The view of King as a mere reformist, however, is deeply misleading. King himself distinguished between two phases of the civil rights movement, with the second phase requiring increasingly radical measures. The first phase lasted from the Montgomery boycott in 1955 until the passage of the Voting Rights Act on August 6, 1965. The main aim of this phase was to secure basic rights and forms of liberty for the black population in the South. As King pointed out, the cost of these reforms was negligible for the political establishment and involved no direct economic demands. “The practical cost of change for the nation up to this point has been cheap,” King wrote in Where Do We Go from Here (1967).3 “The limited reforms have been obtained at bargain rates. There are no expenses, and no taxes are required, for Negroes to share lunch counters, libraries, parks, hotels, and other facilities with whites.”4 Moreover, “even the more significant changes involved in voter registration required neither large monetary nor psychological sacrifice. Spectacular and turbulent events that dramatized the demand created an erroneous impression that a heavy burden was involved.”5 We can add—as Marxist historians have done—that there were structural and economic incentives for the political establishment to support desegregation in the South. The maintenance of dual labor markets (black and white) is economically irrational under capitalism, since it creates an artificial barrier to labor recruitment and prevents each unit from being treated as abstractly equivalent for the sake of efficiency. A simple but illuminating example (which I borrow from Adolph Reed, Jr.) is the economic wastefulness of having to maintain two different sets of toilets—for blacks and whites respectively—in the plants.6 More generally, the violent instability of the se
gregationist South was itself inefficient and an obstacle that needed to be removed for capitalist enterprise to expand.
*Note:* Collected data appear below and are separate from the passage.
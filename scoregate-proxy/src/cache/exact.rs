//! Exact-key cache using LRU eviction and TTL expiration.

use lru::LruCache;
use std::num::NonZeroUsize;
use std::sync::Arc;
use std::time::{Duration, Instant};
use xxhash_rust::xxh3::xxh3_64;

use super::metrics::CacheMetrics;

/// A cached body with timestamp for TTL checking
struct CachedEntry {
    /// Full key, kept to rule out hash collisions
    key: String,
    body: String,
    created_at: Instant,
}

impl CachedEntry {
    fn is_expired(&self, ttl: Duration) -> bool {
        self.created_at.elapsed() > ttl
    }
}

/// Exact-key cache with hash-based lookup.
///
/// Keys are hashed with xxh3; entries are evicted least-recently-used first
/// once the cache is full and dropped lazily once older than the TTL.
pub struct ExactCache {
    cache: LruCache<u64, CachedEntry>,
    ttl: Duration,
    metrics: Arc<CacheMetrics>,
}

impl ExactCache {
    pub fn new(capacity: usize, ttl: Duration, metrics: Arc<CacheMetrics>) -> Self {
        let capacity = NonZeroUsize::new(capacity.max(1)).unwrap_or(NonZeroUsize::MIN);
        Self {
            cache: LruCache::new(capacity),
            ttl,
            metrics,
        }
    }

    fn hash_key(key: &str) -> u64 {
        xxh3_64(key.as_bytes())
    }

    /// Fresh body for `key`, if any
    pub fn get(&mut self, key: &str) -> Option<String> {
        let hash = Self::hash_key(key);

        let expired = match self.cache.get(&hash) {
            Some(entry) if entry.key != key => return None,
            Some(entry) if !entry.is_expired(self.ttl) => return Some(entry.body.clone()),
            Some(_) => true,
            None => false,
        };

        if expired {
            self.cache.pop(&hash);
            self.metrics.record_expiration();
        }
        None
    }

    /// Store a body, evicting the least recently used entry when full
    pub fn put(&mut self, key: &str, body: String) {
        let hash = Self::hash_key(key);
        let entry = CachedEntry {
            key: key.to_string(),
            body,
            created_at: Instant::now(),
        };

        if let Some((evicted, _)) = self.cache.push(hash, entry) {
            if evicted != hash {
                self.metrics.record_eviction();
            }
        }
        self.metrics.record_put();
    }

    pub fn len(&self) -> usize {
        self.cache.len()
    }

    pub fn is_empty(&self) -> bool {
        self.cache.is_empty()
    }

    pub fn clear(&mut self) {
        self.cache.clear();
    }
}
//! Unit tests for the project module.
//! `PostgreSQL` adapters for task group persistence.

mod models;
mod repository;
mod schema;

pub use repository::{PostgresTaskGroupRepository, TaskGroupPgPool};

#[cfg(test)]
pub(crate) use models::{TaskGroupRow, TaskRow};
#[cfg(test)]
pub(crate) use repository::{group_changes, rows_to_group};
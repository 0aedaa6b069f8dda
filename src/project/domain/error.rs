//! Error types for project domain validation.

use thiserror::Error;

/// Errors returned while constructing project domain values.
#[derive(Debug, Clone, Error, PartialEq, Eq)]
pub enum ProjectDomainError {
    /// The project description is empty after trimming.
    #[error("project description must not be empty")]
    EmptyDescription,

    /// A step description is empty after trimming.
    #[error("project step description must not be empty")]
    EmptyStepDescription,

    /// Two steps share the same description and deadline offset.
    #[error("duplicate project step '{description}' at {days_to_deadline} days")]
    DuplicateStep {
        /// Description of the repeated step.
        description: String,
        /// Deadline offset of the repeated step.
        days_to_deadline: i32,
    },
}
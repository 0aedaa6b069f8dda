//! Tracing subscriber bootstrap.
//!
//! The library only emits `tracing` events; hosts decide whether to install
//! a subscriber. [`init_tracing`] installs the default formatter.

use thiserror::Error;
use tracing_subscriber::EnvFilter;

/// Errors returned while installing the tracing subscriber.
#[derive(Debug, Error)]
pub enum TelemetryError {
    /// The configured filter directive could not be parsed.
    #[error("invalid log filter '{directive}': {reason}")]
    InvalidFilter {
        /// Directive that failed to parse.
        directive: String,
        /// Parser message.
        reason: String,
    },

    /// A global subscriber is already installed.
    #[error("tracing subscriber already initialised")]
    AlreadyInitialised,
}

/// Builds the filter: `RUST_LOG` when set, otherwise `default_level`.
///
/// # Errors
///
/// Returns [`TelemetryError::InvalidFilter`] when `default_level` is used and
/// does not parse as a filter directive.
pub fn env_filter(default_level: &str) -> Result<EnvFilter, TelemetryError> {
    if let Ok(filter) = EnvFilter::try_from_default_env() {
        return Ok(filter);
    }
    EnvFilter::try_new(default_level).map_err(|err| TelemetryError::InvalidFilter {
        directive: default_level.to_owned(),
        reason: err.to_string(),
    })
}

/// Installs a formatting subscriber for the process.
///
/// # Errors
///
/// Returns [`TelemetryError::InvalidFilter`] for an unparsable level and
/// [`TelemetryError::AlreadyInitialised`] when another subscriber is active.
pub fn init_tracing(default_level: &str) -> Result<(), TelemetryError> {
    let filter = env_filter(default_level)?;
    tracing_subscriber::fmt()
        .with_env_filter(filter)
        .try_init()
        .map_err(|_| TelemetryError::AlreadyInitialised)?;
    tracing::debug!(level = default_level, "tracing initialised");
    Ok(())
}
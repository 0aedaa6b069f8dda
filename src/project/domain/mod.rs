//! Domain model for project templates.
//!
//! Projects own their step templates. Neither type knows how it is stored;
//! identity is assigned by repository adapters.

mod error;
mod ids;
mod policy;
mod project;
mod read_model;
mod step;

pub use error::ProjectDomainError;
pub use ids::{ProjectId, ProjectStepId};
pub use policy::GroupCreationPolicy;
pub use project::{PersistedProjectData, Project};
pub use read_model::{ProjectReadModel, ProjectStepReadModel};
pub use step::ProjectStep;
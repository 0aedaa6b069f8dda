//! Port contracts for task groups.
//!
//! Ports define infrastructure-agnostic interfaces used by task group and
//! project services.

pub mod repository;

pub use repository::{TaskGroupRepository, TaskGroupRepositoryError, TaskGroupRepositoryResult};

#[cfg(test)]
pub use repository::MockTaskGroupRepository;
After the civil rights victories culminating in 1965, King knew that the most difficult challenges were still to come. “The real cost lies ahead. The stiffening of white resistance is a recognition of that fact,” he wrote in Where Do We Go from Here. “The discount education given Negroes will in the future have to be purchased at full price if quality education is to be realized. Jobs are harder and costlier to create than voting rolls. The eradication of slums housing millions is complex far beyond integrating buses and lunch counters.”7 These questions of substantial economic justice were for King at the center of the second phase of the civil rights movement.
Following King, we can date the beginning of the second phase to August 11, 1965, only five days after Lyndon B. Johnson signed the Voting Rights Act into law. On August 11, riots broke out in the Watts neighborhood and spread rapidly through South-Central Los Angeles. Such riots were to continue for the remaining years of King’s life, and he grasped directly that the urban ghettos were the new frontier of the civil rights movement. “The flames of Watts illuminated more than the Western sky,” King maintained only days after the riots, “they cast light on the imperfections of the civil rights movement and the tragic shallowness of white racial policy in the explosive ghettos.”8 The militant but nonviolent struggle for emancipation must now, King concluded, expand from the South to the North and resolutely cut across class divisions. As King recognized, “the civil rights movement has too often been middle-class oriented” and it needed to move toward “the grassroots levels of our communities,”9 with the aim of ending poverty, preventing labor exploitation, and creating economic justice.